━━━━━ Extracted records ━━━━━

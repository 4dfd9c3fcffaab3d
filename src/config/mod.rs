//! Configuration management for topiccut

use anyhow::{Context, Result};
use serde::{Deserialize, Serialize};
use std::path::{Path, PathBuf};

use crate::core::SizeLimit;

/// Environment variable relocating both config and data directories
pub const HOME_ENV: &str = "TOPICCUT_HOME";

/// Environment variable overriding `api.base_url`
pub const API_URL_ENV: &str = "TOPICCUT_API_URL";

/// Main configuration structure
#[derive(Debug, Clone, Serialize, Deserialize, Default)]
#[serde(default)]
pub struct Config {
    pub api: ApiConfig,
    pub auth: AuthConfig,
    pub input: InputConfig,
    pub ui: UiConfig,
}

#[derive(Debug, Clone, Serialize, Deserialize)]
#[serde(default)]
pub struct ApiConfig {
    /// Base URL of the summarization API (without trailing slash)
    pub base_url: String,
    /// Per-request timeout in seconds
    pub timeout_secs: u64,
}

impl Default for ApiConfig {
    fn default() -> Self {
        Self {
            base_url: "https://wm87smw1ta.execute-api.ap-northeast-2.amazonaws.com/dev"
                .to_string(),
            timeout_secs: 120,
        }
    }
}

#[derive(Debug, Clone, Serialize, Deserialize)]
#[serde(default)]
pub struct AuthConfig {
    /// Hosted sign-in domain (authorize, token and logout endpoints)
    pub hosted_domain: String,
    pub client_id: String,
    /// Must point at localhost; the callback listener binds its port
    pub redirect_uri: String,
    pub response_type: String,
    pub scope: String,
    /// Seconds to wait for the browser callback
    pub callback_timeout_secs: u64,
    /// Per-request timeout for token exchange and refresh
    pub request_timeout_secs: u64,
    /// Skip the session gate entirely (development builds)
    pub dev_bypass: bool,
}

impl Default for AuthConfig {
    fn default() -> Self {
        Self {
            hosted_domain:
                "https://ap-northeast-2skxje5knv.auth.ap-northeast-2.amazoncognito.com"
                    .to_string(),
            client_id: "od1ca3on738fo0onip41qev8o".to_string(),
            redirect_uri: "http://localhost:8976/callback".to_string(),
            response_type: "code".to_string(),
            scope: "email openid phone".to_string(),
            callback_timeout_secs: 120,
            request_timeout_secs: 120,
            dev_bypass: false,
        }
    }
}

#[derive(Debug, Clone, Serialize, Deserialize)]
#[serde(default)]
pub struct InputConfig {
    /// Largest accepted upload in bytes
    pub max_file_bytes: u64,
    /// Reject files above `max_file_bytes` instead of only advertising the limit
    pub enforce_size_limit: bool,
}

impl Default for InputConfig {
    fn default() -> Self {
        Self {
            max_file_bytes: crate::core::input::DEFAULT_MAX_FILE_BYTES,
            enforce_size_limit: true,
        }
    }
}

impl InputConfig {
    pub fn size_limit(&self) -> SizeLimit {
        SizeLimit {
            max_bytes: self.max_file_bytes,
            enforce: self.enforce_size_limit,
        }
    }
}

#[derive(Debug, Clone, Serialize, Deserialize)]
#[serde(default)]
pub struct UiConfig {
    /// How long a copy confirmation stays visible
    pub copy_feedback_ms: u64,
}

impl Default for UiConfig {
    fn default() -> Self {
        Self {
            copy_feedback_ms: 2000,
        }
    }
}

impl Config {
    /// Load configuration from the default location
    pub fn load() -> Result<Self> {
        let config_path = Self::config_path()?;
        Self::load_from(&config_path)
    }

    /// Load configuration from `path`, falling back to defaults if it is missing
    pub fn load_from(path: &Path) -> Result<Self> {
        let mut config: Config = if path.exists() {
            let content = std::fs::read_to_string(path)
                .with_context(|| format!("Failed to read {}", path.display()))?;
            toml::from_str(&content)
                .with_context(|| format!("Failed to parse {}", path.display()))?
        } else {
            Config::default()
        };

        config.apply_env();
        config.validate()?;
        Ok(config)
    }

    fn validate(&self) -> Result<()> {
        anyhow::ensure!(
            self.api.timeout_secs > 0,
            "api.timeout_secs must be greater than zero"
        );
        anyhow::ensure!(
            self.auth.request_timeout_secs > 0,
            "auth.request_timeout_secs must be greater than zero"
        );
        anyhow::ensure!(
            self.auth.callback_timeout_secs > 0,
            "auth.callback_timeout_secs must be greater than zero"
        );
        Ok(())
    }

    fn apply_env(&mut self) {
        if let Ok(url) = std::env::var(API_URL_ENV) {
            if !url.trim().is_empty() {
                self.api.base_url = url.trim().to_string();
            }
        }
    }

    /// Get the configuration file path
    pub fn config_path() -> Result<PathBuf> {
        let config_dir = config_dir();
        std::fs::create_dir_all(&config_dir)
            .with_context(|| format!("Failed to create {}", config_dir.display()))?;
        Ok(config_dir.join("config.toml"))
    }
}

fn home_override() -> Option<PathBuf> {
    std::env::var_os(HOME_ENV)
        .filter(|v| !v.is_empty())
        .map(PathBuf::from)
}

/// Directory holding `config.toml`
pub fn config_dir() -> PathBuf {
    if let Some(home) = home_override() {
        return home.join("config");
    }
    directories::ProjectDirs::from("", "", "topiccut")
        .map(|dirs| dirs.config_dir().to_path_buf())
        .unwrap_or_else(|| PathBuf::from(".topiccut"))
}

/// Directory holding preferences and the identity session
pub fn data_dir() -> PathBuf {
    if let Some(home) = home_override() {
        return home.join("data");
    }
    directories::ProjectDirs::from("", "", "topiccut")
        .map(|dirs| dirs.data_local_dir().to_path_buf())
        .unwrap_or_else(|| PathBuf::from(".topiccut"))
}
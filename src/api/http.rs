//! reqwest client for the summarization API

use async_trait::async_trait;
use serde::de::DeserializeOwned;
use std::time::Duration;

use super::SummarizerApi;
use crate::config::ApiConfig;
use crate::core::{
    FileUpload, Stage, SubmissionError, SummarizeRequest, SummaryResult, UploadResult,
};

pub struct HttpSummarizerApi {
    client: reqwest::Client,
    base_url: String,
}

impl HttpSummarizerApi {
    /// Create a client with the configured base URL and request timeout
    pub fn new(config: &ApiConfig) -> anyhow::Result<Self> {
        let client = reqwest::Client::builder()
            .timeout(Duration::from_secs(config.timeout_secs))
            .build()?;

        Ok(Self {
            client,
            base_url: config.base_url.trim_end_matches('/').to_string(),
        })
    }

    pub fn with_base_url(mut self, url: &str) -> Self {
        self.base_url = url.trim_end_matches('/').to_string();
        self
    }

    fn url(&self, path: &str) -> String {
        format!("{}/{}", self.base_url, path)
    }

    async fn post_json<B>(
        &self,
        stage: Stage,
        path: &str,
        body: &B,
    ) -> Result<reqwest::Response, SubmissionError>
    where
        B: serde::Serialize + Sync,
    {
        let url = self.url(path);
        tracing::debug!("POST {} ({})", url, stage);

        self.client
            .post(&url)
            .json(body)
            .send()
            .await
            .map_err(|e| SubmissionError::from_network_error(stage, e))
    }
}

async fn parse_body<T: DeserializeOwned>(
    stage: Stage,
    response: reqwest::Response,
) -> Result<T, SubmissionError> {
    let text = response
        .text()
        .await
        .map_err(|e| SubmissionError::from_network_error(stage, e))?;

    serde_json::from_str(&text).map_err(|e| SubmissionError::InvalidResponse {
        stage,
        detail: e.to_string(),
    })
}

#[async_trait]
impl SummarizerApi for HttpSummarizerApi {
    fn endpoint(&self) -> &str {
        &self.base_url
    }

    async fn upload(&self, upload: &FileUpload) -> Result<UploadResult, SubmissionError> {
        let response = self.post_json(Stage::Upload, "upload", upload).await?;

        if !response.status().is_success() {
            let status = response.status();
            let detail = response.text().await.unwrap_or_default();
            return Err(SubmissionError::UploadFailed {
                status: Some(status.as_u16()),
                detail,
            });
        }

        parse_body(Stage::Upload, response).await
    }

    async fn summarize(
        &self,
        request: &SummarizeRequest,
    ) -> Result<SummaryResult, SubmissionError> {
        let response = self
            .post_json(Stage::Summarize, "summarize", request)
            .await?;

        if !response.status().is_success() {
            let status = response.status();
            let detail = response.text().await.unwrap_or_default();
            return Err(SubmissionError::SummarizeFailed {
                status: status.as_u16(),
                detail,
            });
        }

        parse_body(Stage::Summarize, response).await
    }
}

━━━━━

=== Task statement ===
Only the lines above that include the word "Directory" belong in the answer; copy each one.

=== Response below ===
/// Directory holding `config.toml`
/// Directory holding preferences and the identity session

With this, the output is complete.